If you've written formulas in a spreadsheet such as Excel, you may recognize the formulas on the left result in the values on the right when calculated:

Image of the formulas on the right resulting in the values on the left.

In M, parts of an expression can reference other parts of the expression by name, and the evaluation process automatically determines the order in which referenced expressions are calculated.
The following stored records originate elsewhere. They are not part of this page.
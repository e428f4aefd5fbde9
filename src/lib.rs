pub mod models;
pub mod handlers;
pub mod middleware;
pub mod router;
pub mod schedule;
pub mod utils;

// Re-export commonly used items (avoiding ambiguous re-exports)
pub use models::{
    Category, CreateCategory, UpdateCategory,
    Conference, CreateConference, UpdateConference,
    CreateDeclaredConflict, DeclaredConflict, DeclaredConflictKind,
    CreatePresentation, Presentation, PresentationStatus, UpdatePresentation,
    CreatePresenter, Presenter, UpdatePresenter,
    CreatePresenterRole, PresenterRole, UpdatePresenterRole,
    CreateSection, Section, UpdateSection,
};
pub use handlers::*;
pub use schedule::{
    detect_conflicts, double_booking_summary, overlaps, ConflictKind, ConflictReport,
    ConflictSeverity, ScheduleConflict, TimeWindow,
};
pub use utils::{make_conference_slug, normalize_name, normalize_name_loose, parse_conference_slug};
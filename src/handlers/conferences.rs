use axum::{
    extract::{Path, State},
    http::StatusCode,
    Json,
};
use sqlx::{Pool, Postgres};
use uuid::Uuid;

use crate::models::{Conference, CreateConference, UpdateConference};
use crate::utils::parse_conference_slug;

const CONFERENCE_COLUMNS: &str = "id, acronym, year, name, start_date, end_date, \
     city, country, timezone, website_url, created_at, updated_at";

/// Resolve a conference ID or slug to a UUID
pub(crate) async fn resolve_conference_id(
    pool: &Pool<Postgres>,
    id_or_slug: &str,
) -> Result<Uuid, StatusCode> {
    // Try parsing as UUID first
    if let Ok(uuid) = Uuid::parse_str(id_or_slug) {
        return Ok(uuid);
    }

    // Try parsing as slug (e.g., RUSTFEST2026)
    if let Some((acronym, year)) = parse_conference_slug(id_or_slug) {
        let result = sqlx::query_scalar::<_, Uuid>(
            "SELECT id FROM conferences WHERE acronym = $1 AND year = $2",
        )
        .bind(&acronym)
        .bind(year)
        .fetch_optional(pool)
        .await
        .map_err(|_| StatusCode::INTERNAL_SERVER_ERROR)?;

        return result.ok_or(StatusCode::NOT_FOUND);
    }

    // Invalid format
    Err(StatusCode::BAD_REQUEST)
}

#[utoipa::path(
    get,
    path = "/conferences",
    tag = "conferences",
    responses(
        (status = 200, description = "List all conferences", body = Vec<Conference>),
        (status = 500, description = "Internal server error")
    )
)]
pub async fn list_conferences(
    State(pool): State<Pool<Postgres>>,
) -> Result<Json<Vec<Conference>>, StatusCode> {
    let conferences = sqlx::query_as::<_, Conference>(&format!(
        "SELECT {CONFERENCE_COLUMNS} FROM conferences ORDER BY year DESC, acronym"
    ))
    .fetch_all(&pool)
    .await
    .map_err(|e| {
        tracing::error!("Failed to fetch conferences: {:?}", e);
        StatusCode::INTERNAL_SERVER_ERROR
    })?;

    Ok(Json(conferences))
}

#[utoipa::path(
    get,
    path = "/conferences/{id}",
    tag = "conferences",
    params(("id" = String, Path, description = "Conference ID (UUID) or slug (e.g., RUSTFEST2026)")),
    responses(
        (status = 200, description = "Conference found", body = Conference),
        (status = 404, description = "Conference not found"),
        (status = 400, description = "Invalid ID format")
    )
)]
pub async fn get_conference(
    State(pool): State<Pool<Postgres>>,
    Path(id_or_slug): Path<String>,
) -> Result<Json<Conference>, StatusCode> {
    let id = resolve_conference_id(&pool, &id_or_slug).await?;

    sqlx::query_as::<_, Conference>(&format!(
        "SELECT {CONFERENCE_COLUMNS} FROM conferences WHERE id = $1"
    ))
    .bind(id)
    .fetch_optional(&pool)
    .await
    .map_err(|_| StatusCode::INTERNAL_SERVER_ERROR)?
    .map(Json)
    .ok_or(StatusCode::NOT_FOUND)
}

#[utoipa::path(
    post,
    path = "/conferences",
    tag = "conferences",
    request_body = CreateConference,
    responses(
        (status = 201, description = "Conference created", body = Conference),
        (status = 500, description = "Internal server error")
    )
)]
pub async fn create_conference(
    State(pool): State<Pool<Postgres>>,
    Json(new_conference): Json<CreateConference>,
) -> Result<(StatusCode, Json<Conference>), StatusCode> {
    let conference = sqlx::query_as::<_, Conference>(&format!(
        "INSERT INTO conferences (
            acronym, year, name, start_date, end_date,
            city, country, timezone, website_url, creator, modifier
        )
        VALUES ($1, $2, $3, $4, $5, $6, $7, $8, $9, $10, $11)
        RETURNING {CONFERENCE_COLUMNS}"
    ))
    .bind(new_conference.acronym.to_uppercase())
    .bind(new_conference.year)
    .bind(&new_conference.name)
    .bind(new_conference.start_date)
    .bind(new_conference.end_date)
    .bind(&new_conference.city)
    .bind(&new_conference.country)
    .bind(&new_conference.timezone)
    .bind(&new_conference.website_url)
    .bind(&new_conference.creator)
    .bind(&new_conference.modifier)
    .fetch_one(&pool)
    .await
    .map_err(|e| {
        tracing::error!("Failed to create conference: {:?}", e);
        StatusCode::INTERNAL_SERVER_ERROR
    })?;

    Ok((StatusCode::CREATED, Json(conference)))
}

#[utoipa::path(
    put,
    path = "/conferences/{id}",
    tag = "conferences",
    params(("id" = String, Path, description = "Conference ID (UUID) or slug")),
    request_body = UpdateConference,
    responses(
        (status = 200, description = "Conference updated", body = Conference),
        (status = 404, description = "Conference not found"),
        (status = 400, description = "Invalid ID format"),
        (status = 500, description = "Internal server error")
    )
)]
pub async fn update_conference(
    State(pool): State<Pool<Postgres>>,
    Path(id_or_slug): Path<String>,
    Json(update): Json<UpdateConference>,
) -> Result<Json<Conference>, StatusCode> {
    let id = resolve_conference_id(&pool, &id_or_slug).await?;

    // First fetch the existing conference
    let existing = sqlx::query_as::<_, Conference>(&format!(
        "SELECT {CONFERENCE_COLUMNS} FROM conferences WHERE id = $1"
    ))
    .bind(id)
    .fetch_optional(&pool)
    .await
    .map_err(|_| StatusCode::INTERNAL_SERVER_ERROR)?
    .ok_or(StatusCode::NOT_FOUND)?;

    // Update with provided values or keep existing
    let conference = sqlx::query_as::<_, Conference>(&format!(
        "UPDATE conferences
        SET acronym = $1, year = $2, name = $3, start_date = $4, end_date = $5,
            city = $6, country = $7, timezone = $8, website_url = $9,
            modifier = $10, updated_at = NOW()
        WHERE id = $11
        RETURNING {CONFERENCE_COLUMNS}"
    ))
    .bind(
        update
            .acronym
            .map(|a| a.to_uppercase())
            .unwrap_or(existing.acronym),
    )
    .bind(update.year.unwrap_or(existing.year))
    .bind(update.name.unwrap_or(existing.name))
    .bind(update.start_date.or(existing.start_date))
    .bind(update.end_date.or(existing.end_date))
    .bind(update.city.or(existing.city))
    .bind(update.country.or(existing.country))
    .bind(update.timezone.or(existing.timezone))
    .bind(update.website_url.or(existing.website_url))
    .bind(&update.modifier)
    .bind(id)
    .fetch_one(&pool)
    .await
    .map_err(|e| {
        tracing::error!("Failed to update conference: {:?}", e);
        StatusCode::INTERNAL_SERVER_ERROR
    })?;

    Ok(Json(conference))
}

#[utoipa::path(
    delete,
    path = "/conferences/{id}",
    tag = "conferences",
    params(("id" = String, Path, description = "Conference ID (UUID) or slug")),
    responses(
        (status = 204, description = "Conference deleted"),
        (status = 404, description = "Conference not found"),
        (status = 400, description = "Invalid ID format"),
        (status = 500, description = "Internal server error")
    )
)]
pub async fn delete_conference(
    State(pool): State<Pool<Postgres>>,
    Path(id_or_slug): Path<String>,
) -> Result<StatusCode, StatusCode> {
    let id = resolve_conference_id(&pool, &id_or_slug).await?;
    let result = sqlx::query("DELETE FROM conferences WHERE id = $1")
        .bind(id)
        .execute(&pool)
        .await
        .map_err(|_| StatusCode::INTERNAL_SERVER_ERROR)?;

    if result.rows_affected() == 0 {
        return Err(StatusCode::NOT_FOUND);
    }

    Ok(StatusCode::NO_CONTENT)
}
use chrono::{DateTime, Utc};
use serde::{Deserialize, Serialize};
use utoipa::ToSchema;
use uuid::Uuid;

/// Presentation status enum matching the database
#[derive(Debug, Clone, PartialEq, Eq, Serialize, Deserialize, sqlx::Type, ToSchema)]
#[sqlx(type_name = "presentation_status", rename_all = "lowercase")]
#[serde(rename_all = "lowercase")]
pub enum PresentationStatus {
    Draft,
    Submitted,
    Accepted,
    Rejected,
    Withdrawn,
}

/// Presentation response model
#[derive(Debug, Serialize, sqlx::FromRow, ToSchema)]
pub struct Presentation {
    pub id: Uuid,
    pub conference_id: Uuid,
    /// Assigned section, if the presentation has been placed in the program
    pub section_id: Option<Uuid>,
    pub title: String,
    #[sqlx(rename = "abstract")]
    #[serde(rename = "abstract")]
    pub abstract_text: Option<String>,
    pub status: PresentationStatus,
    /// Ordering within the assigned section
    pub position: Option<i32>,
    pub created_at: DateTime<Utc>,
    pub updated_at: DateTime<Utc>,
}

/// Request model for creating a presentation.
///
/// Section placement is not part of creation; assignments go through the
/// conflict-checked assignment endpoint.
#[derive(Debug, Deserialize, ToSchema)]
pub struct CreatePresentation {
    pub conference_id: Uuid,
    pub title: String,
    #[serde(rename = "abstract")]
    pub abstract_text: Option<String>,
    pub status: Option<PresentationStatus>,
    pub creator: String,
    pub modifier: String,
}

/// Request model for updating a presentation
#[derive(Debug, Deserialize, ToSchema)]
pub struct UpdatePresentation {
    pub title: Option<String>,
    #[serde(rename = "abstract")]
    pub abstract_text: Option<String>,
    pub status: Option<PresentationStatus>,
    pub position: Option<i32>,
    pub modifier: String,
}

/// Link between a presenter and a presentation.
///
/// `is_presenter` is false for co-authors who are credited but do not take
/// the stage; only presenting roles participate in conflict detection.
#[derive(Debug, Serialize, sqlx::FromRow, ToSchema)]
pub struct PresenterRole {
    pub id: Uuid,
    pub presentation_id: Uuid,
    pub presenter_id: Uuid,
    pub is_presenter: bool,
    pub position: i32,
    /// Display-name override for the program (e.g., stage name)
    pub presented_as_name: Option<String>,
    pub created_at: DateTime<Utc>,
    pub updated_at: DateTime<Utc>,
}

/// Request model for linking a presenter to a presentation
#[derive(Debug, Deserialize, ToSchema)]
pub struct CreatePresenterRole {
    pub presentation_id: Uuid,
    pub presenter_id: Uuid,
    pub is_presenter: Option<bool>,
    pub position: i32,
    pub presented_as_name: Option<String>,
    pub creator: String,
    pub modifier: String,
}

/// Request model for updating a presenter role
#[derive(Debug, Deserialize, ToSchema)]
pub struct UpdatePresenterRole {
    pub is_presenter: Option<bool>,
    pub position: Option<i32>,
    pub presented_as_name: Option<String>,
    pub modifier: String,
}
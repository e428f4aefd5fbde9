pub mod normalize;
pub mod slug;

pub use normalize::{normalize_name, normalize_name_loose};
pub use slug::{make_conference_slug, parse_conference_slug};
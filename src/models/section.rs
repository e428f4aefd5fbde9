use chrono::{DateTime, Utc};
use serde::{Deserialize, Serialize};
use utoipa::ToSchema;
use uuid::Uuid;

use crate::schedule::TimeWindow;

/// Scheduled block within a conference day.
///
/// Unscheduled sections carry neither `start_time` nor `end_time`; a section
/// with only one of the two is treated as unscheduled for conflict purposes.
#[derive(Debug, Serialize, sqlx::FromRow, ToSchema)]
pub struct Section {
    pub id: Uuid,
    pub conference_id: Uuid,
    pub category_id: Option<Uuid>,
    pub name: String,
    pub room: Option<String>,
    pub start_time: Option<DateTime<Utc>>,
    pub end_time: Option<DateTime<Utc>>,
    pub capacity: Option<i32>,
    pub created_at: DateTime<Utc>,
    pub updated_at: DateTime<Utc>,
}

impl Section {
    /// The section's time window, if it is fully scheduled.
    pub fn window(&self) -> Option<TimeWindow> {
        match (self.start_time, self.end_time) {
            (Some(start), Some(end)) => Some(TimeWindow { start, end }),
            _ => None,
        }
    }
}

/// Request model for creating a section
#[derive(Debug, Deserialize, ToSchema)]
pub struct CreateSection {
    pub conference_id: Uuid,
    pub category_id: Option<Uuid>,
    pub name: String,
    pub room: Option<String>,
    pub start_time: Option<DateTime<Utc>>,
    pub end_time: Option<DateTime<Utc>>,
    pub capacity: Option<i32>,
    pub creator: String,
    pub modifier: String,
}

/// Request model for updating a section
#[derive(Debug, Deserialize, ToSchema)]
pub struct UpdateSection {
    pub category_id: Option<Uuid>,
    pub name: Option<String>,
    pub room: Option<String>,
    pub start_time: Option<DateTime<Utc>>,
    pub end_time: Option<DateTime<Utc>>,
    pub capacity: Option<i32>,
    pub modifier: String,
}
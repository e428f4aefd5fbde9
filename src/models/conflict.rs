use chrono::{DateTime, NaiveDate, Utc};
use serde::{Deserialize, Serialize};
use utoipa::ToSchema;
use uuid::Uuid;

/// Declared-conflict kind enum matching the database
#[derive(Debug, Clone, Copy, PartialEq, Eq, Serialize, Deserialize, sqlx::Type, ToSchema)]
#[sqlx(type_name = "conflict_kind", rename_all = "snake_case")]
#[serde(rename_all = "snake_case")]
pub enum DeclaredConflictKind {
    /// Explicit start/end window the presenter is unavailable for
    TimeSlot,
    /// Whole calendar day the presenter is unavailable on
    FullDay,
}

/// Presenter-submitted unavailability record.
///
/// `time_slot` records carry `start_time`/`end_time`; `full_day` records
/// carry `date`. The unused fields are NULL.
#[derive(Debug, Serialize, sqlx::FromRow, ToSchema)]
pub struct DeclaredConflict {
    pub id: Uuid,
    pub presenter_id: Uuid,
    pub kind: DeclaredConflictKind,
    pub start_time: Option<DateTime<Utc>>,
    pub end_time: Option<DateTime<Utc>>,
    pub date: Option<NaiveDate>,
    pub note: Option<String>,
    pub created_at: DateTime<Utc>,
    pub updated_at: DateTime<Utc>,
}

/// Request model for declaring a conflict for a presenter
#[derive(Debug, Deserialize, ToSchema)]
pub struct CreateDeclaredConflict {
    pub kind: DeclaredConflictKind,
    pub start_time: Option<DateTime<Utc>>,
    pub end_time: Option<DateTime<Utc>>,
    pub date: Option<NaiveDate>,
    pub note: Option<String>,
    pub creator: String,
    pub modifier: String,
}
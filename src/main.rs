use axum::middleware::from_fn;
use dotenvy::dotenv;
use sqlx::postgres::PgPoolOptions;
use tower_http::trace::TraceLayer;
use tracing::{info, Level};
use utoipa::OpenApi;
use utoipa_swagger_ui::SwaggerUi;

use symposia::middleware::require_api_token;
use symposia::router;

#[derive(OpenApi)]
#[openapi(
    paths(
        symposia::handlers::conferences::list_conferences,
        symposia::handlers::conferences::get_conference,
        symposia::handlers::conferences::create_conference,
        symposia::handlers::conferences::update_conference,
        symposia::handlers::conferences::delete_conference,
        symposia::handlers::categories::list_categories,
        symposia::handlers::categories::get_category,
        symposia::handlers::categories::create_category,
        symposia::handlers::categories::update_category,
        symposia::handlers::categories::delete_category,
        symposia::handlers::sections::list_sections,
        symposia::handlers::sections::get_section,
        symposia::handlers::sections::create_section,
        symposia::handlers::sections::update_section,
        symposia::handlers::sections::delete_section,
        symposia::handlers::presentations::list_presentations,
        symposia::handlers::presentations::get_presentation,
        symposia::handlers::presentations::create_presentation,
        symposia::handlers::presentations::update_presentation,
        symposia::handlers::presentations::delete_presentation,
        symposia::handlers::presenters::list_presenters,
        symposia::handlers::presenters::get_presenter,
        symposia::handlers::presenters::create_presenter,
        symposia::handlers::presenters::update_presenter,
        symposia::handlers::presenters::delete_presenter,
        symposia::handlers::presenter_roles::list_presenter_roles,
        symposia::handlers::presenter_roles::get_presenter_role,
        symposia::handlers::presenter_roles::create_presenter_role,
        symposia::handlers::presenter_roles::update_presenter_role,
        symposia::handlers::presenter_roles::delete_presenter_role,
        symposia::handlers::conflicts::check_conflicts,
        symposia::handlers::conflicts::assign_with_conflict_check,
        symposia::handlers::conflicts::unassign_section,
        symposia::handlers::conflicts::conflicts_summary,
        symposia::handlers::conflicts::list_declared_conflicts,
        symposia::handlers::conflicts::create_declared_conflict,
        symposia::handlers::conflicts::delete_declared_conflict,
    ),
    components(schemas(
        symposia::models::Conference,
        symposia::models::CreateConference,
        symposia::models::UpdateConference,
        symposia::models::Category,
        symposia::models::CreateCategory,
        symposia::models::UpdateCategory,
        symposia::models::Section,
        symposia::models::CreateSection,
        symposia::models::UpdateSection,
        symposia::models::Presentation,
        symposia::models::PresentationStatus,
        symposia::models::CreatePresentation,
        symposia::models::UpdatePresentation,
        symposia::models::Presenter,
        symposia::models::CreatePresenter,
        symposia::models::UpdatePresenter,
        symposia::models::PresenterRole,
        symposia::models::CreatePresenterRole,
        symposia::models::UpdatePresenterRole,
        symposia::models::DeclaredConflict,
        symposia::models::DeclaredConflictKind,
        symposia::models::CreateDeclaredConflict,
        symposia::schedule::ConflictReport,
        symposia::schedule::ScheduleConflict,
        symposia::schedule::ConflictKind,
        symposia::schedule::ConflictSeverity,
        symposia::schedule::PresenterRef,
        symposia::schedule::BookedSlot,
        symposia::schedule::DoubleBooking,
        symposia::handlers::conflicts::CheckConflictsRequest,
        symposia::handlers::conflicts::AssignSectionRequest,
        symposia::handlers::conflicts::UnassignSectionRequest,
        symposia::handlers::conflicts::AssignmentOutcome,
        symposia::handlers::conflicts::ConflictSummary,
    )),
    tags(
        (name = "conferences", description = "Conference management"),
        (name = "categories", description = "Presentation tracks"),
        (name = "sections", description = "Scheduled time-slot containers"),
        (name = "presentations", description = "Submitted talks"),
        (name = "presenters", description = "People on stage"),
        (name = "presenter-roles", description = "Presentation/presenter links"),
        (name = "conflicts", description = "Scheduling conflict detection"),
    )
)]
struct ApiDoc;

#[tokio::main]
async fn main() -> Result<(), sqlx::Error> {
    dotenv().ok();

    tracing_subscriber::fmt().with_max_level(Level::INFO).init();

    let url = std::env::var("DATABASE_URL").expect("DATABASE_URL must be set");
    let pool = PgPoolOptions::new()
        .max_connections(10)
        .connect(&url)
        .await?;

    sqlx::migrate!()
        .run(&pool)
        .await
        .expect("failed to run database migrations");

    let api = router::public_routes()
        .merge(router::protected_routes().route_layer(from_fn(require_api_token)));

    let app = api
        .with_state(pool)
        .merge(SwaggerUi::new("/swagger-ui").url("/api-docs/openapi.json", ApiDoc::openapi()))
        .layer(TraceLayer::new_for_http());

    let addr = std::env::var("BIND_ADDR").unwrap_or_else(|_| "0.0.0.0:3000".to_string());
    let listener = tokio::net::TcpListener::bind(&addr).await.unwrap();

    info!("Server is running on http://{addr}");
    axum::serve(listener, app).await.unwrap();

    Ok(())
}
You can use a record to produce an expression that's equivalent to the previous spreadsheet example. When initializing the value of a field, you can refer to other fields within the record by using the name of the field, as follows:

[  
    A1 = A2 * 2,  
    A2 = A3 + 1,  
    A3 = 1  
]

The above expression is equivalent to the following (in that both evaluate to equal values):

[  
    A1 = 4,  
    A2 = 2,  
    A3 = 1  
]

Records can be contained within, or nest, within other records. You can use the lookup operator ([]) to access the fields of a record by name. For example, the following record has a field named Sales containing a record, and a field named Total that accesses the FirstHalf and SecondHalf fields of the Sales record:

[  
    Sales = [ FirstHalf = 1000, SecondHalf = 1100 ], 
    Total = Sales[FirstHalf] + Sales[SecondHalf] 
]

The above expression is equivalent to the following when it is evaluated:

[  
    Sales = [ FirstHalf = 1000, SecondHalf = 1100 ], 
    Total = 2100 
]

Records can also be contained within lists. You can use the positional index operator ({}) to access an item in a list by its numeric index. The values within a list are referred to using a zero-based index from the beginning of the list. For example, the indexes 0 and 1 are used to reference the first and second items in the list below:

[ 
    Sales =  
        {  
            [  
                Year = 2007,  
                FirstHalf = 1000,  
                SecondHalf = 1100, 
                Total = FirstHalf + SecondHalf // 2100 
            ], 
            [  
                Year = 2008,  
                FirstHalf = 1200,  
                SecondHalf = 1300, 
                Total = FirstHalf + SecondHalf // 2500 
            ]  
        }, 
    TotalSales = Sales{0}[Total] + Sales{1}[Total] // 4600 
]

List and record member expressions (as well as let expressions) are evaluated using lazy evaluation, which means that they are evaluated only as needed. All other expressions are evaluated using eager evaluation, which means that they are evaluated immediately when encountered during the evaluation process. A good way to think about this is to remember that evaluating a list or record expression returns a list or record value that itself remembers how its list items or record fields need to be computed, when requested (by lookup or index operators).

Functions

In M, a function is a mapping from a set of input values to a single output value. A function is written by first naming the required set of input values (the parameters to the function) and then providing an expression that computes the result of the function using those input values (the body of the function) following the goes-to (=>) symbol. For example:

(x) => x + 1                    // function that adds one to a value 
(x, y) =>  x + y                // function that adds two values

A function is a value just like a number or a text value. The following example shows a function that is the value of an Add field which is then invoked, or executed, from several other fields. When a function is invoked, a set of values are specified that are logically substituted for the required set of input values within the function body expression.

[ 
    Add = (x, y) => x + y,
    OnePlusOne = Add(1, 1),     // 2 
    OnePlusTwo = Add(1, 2)      // 3
]

Library

M includes a common set of definitions available for use from an expression called the standard library, or just library for short. These definitions consist of a set of named values. The names of values provided by a library are available for use within an expression without having been defined explicitly by the expression. For example:

Number.E                        // Euler's number e (2.7182...) 
Text.PositionOf("Hello", "ll")  // 2

Operators

M includes a set of operators that can be used in expressions. Operators are applied to operands to form symbolic expressions. For example, in the expression 1 + 2 the numbers 1 and 2 are operands and the operator is the addition operator (+).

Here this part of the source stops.